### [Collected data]

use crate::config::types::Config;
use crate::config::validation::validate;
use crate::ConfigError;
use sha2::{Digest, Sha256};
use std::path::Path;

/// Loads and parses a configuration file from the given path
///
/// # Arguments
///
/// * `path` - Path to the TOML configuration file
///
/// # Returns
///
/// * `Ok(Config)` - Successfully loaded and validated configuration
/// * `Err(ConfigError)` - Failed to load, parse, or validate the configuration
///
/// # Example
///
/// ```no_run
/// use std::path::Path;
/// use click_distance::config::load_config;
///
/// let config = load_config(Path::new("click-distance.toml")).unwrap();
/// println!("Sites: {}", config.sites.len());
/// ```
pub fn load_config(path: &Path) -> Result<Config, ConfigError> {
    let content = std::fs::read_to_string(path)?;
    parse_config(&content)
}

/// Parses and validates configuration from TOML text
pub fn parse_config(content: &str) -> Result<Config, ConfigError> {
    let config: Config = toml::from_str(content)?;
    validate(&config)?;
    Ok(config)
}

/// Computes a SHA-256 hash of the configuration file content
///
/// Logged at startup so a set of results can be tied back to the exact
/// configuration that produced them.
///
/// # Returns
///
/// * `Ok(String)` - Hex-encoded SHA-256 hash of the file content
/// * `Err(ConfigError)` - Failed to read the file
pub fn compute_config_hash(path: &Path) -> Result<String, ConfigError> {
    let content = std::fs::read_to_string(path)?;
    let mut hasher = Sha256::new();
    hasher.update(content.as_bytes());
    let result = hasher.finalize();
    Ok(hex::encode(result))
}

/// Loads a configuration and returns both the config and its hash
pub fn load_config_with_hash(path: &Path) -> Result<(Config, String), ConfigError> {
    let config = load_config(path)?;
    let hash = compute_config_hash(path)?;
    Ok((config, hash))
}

### [Work order]
Your task is to give back every record exactly.

### [Solution below]
use crate::config::types::Config;
use crate::config::validation::validate;
use crate::ConfigError;
use sha2::{Digest, Sha256};
use std::path::Path;

/// Loads and parses a configuration file from the given path
///
/// # Arguments
///
/// * `path` - Path to the TOML configuration file
///
/// # Returns
///
/// * `Ok(Config)` - Successfully loaded and validated configuration
/// * `Err(ConfigError)` - Failed to load, parse, or validate the configuration
///
/// # Example
///
/// ```no_run
/// use std::path::Path;
/// use click_distance::config::load_config;
///
/// let config = load_config(Path::new("click-distance.toml")).unwrap();
/// println!("Sites: {}", config.sites.len());
/// ```
pub fn load_config(path: &Path) -> Result<Config, ConfigError> {
    let content = std::fs::read_to_string(path)?;
    parse_config(&content)
}

/// Parses and validates configuration from TOML text
pub fn parse_config(content: &str) -> Result<Config, ConfigError> {
    let config: Config = toml::from_str(content)?;
    validate(&config)?;
    Ok(config)
}

/// Computes a SHA-256 hash of the configuration file content
///
/// Logged at startup so a set of results can be tied back to the exact
/// configuration that produced them.
///
/// # Returns
///
/// * `Ok(String)` - Hex-encoded SHA-256 hash of the file content
/// * `Err(ConfigError)` - Failed to read the file
pub fn compute_config_hash(path: &Path) -> Result<String, ConfigError> {
    let content = std::fs::read_to_string(path)?;
    let mut hasher = Sha256::new();
    hasher.update(content.as_bytes());
    let result = hasher.finalize();
    Ok(hex::encode(result))
}

/// Loads a configuration and returns both the config and its hash
pub fn load_config_with_hash(path: &Path) -> Result<(Config, String), ConfigError> {
    let config = load_config(path)?;
    let hash = compute_config_hash(path)?;
    Ok((config, hash))
}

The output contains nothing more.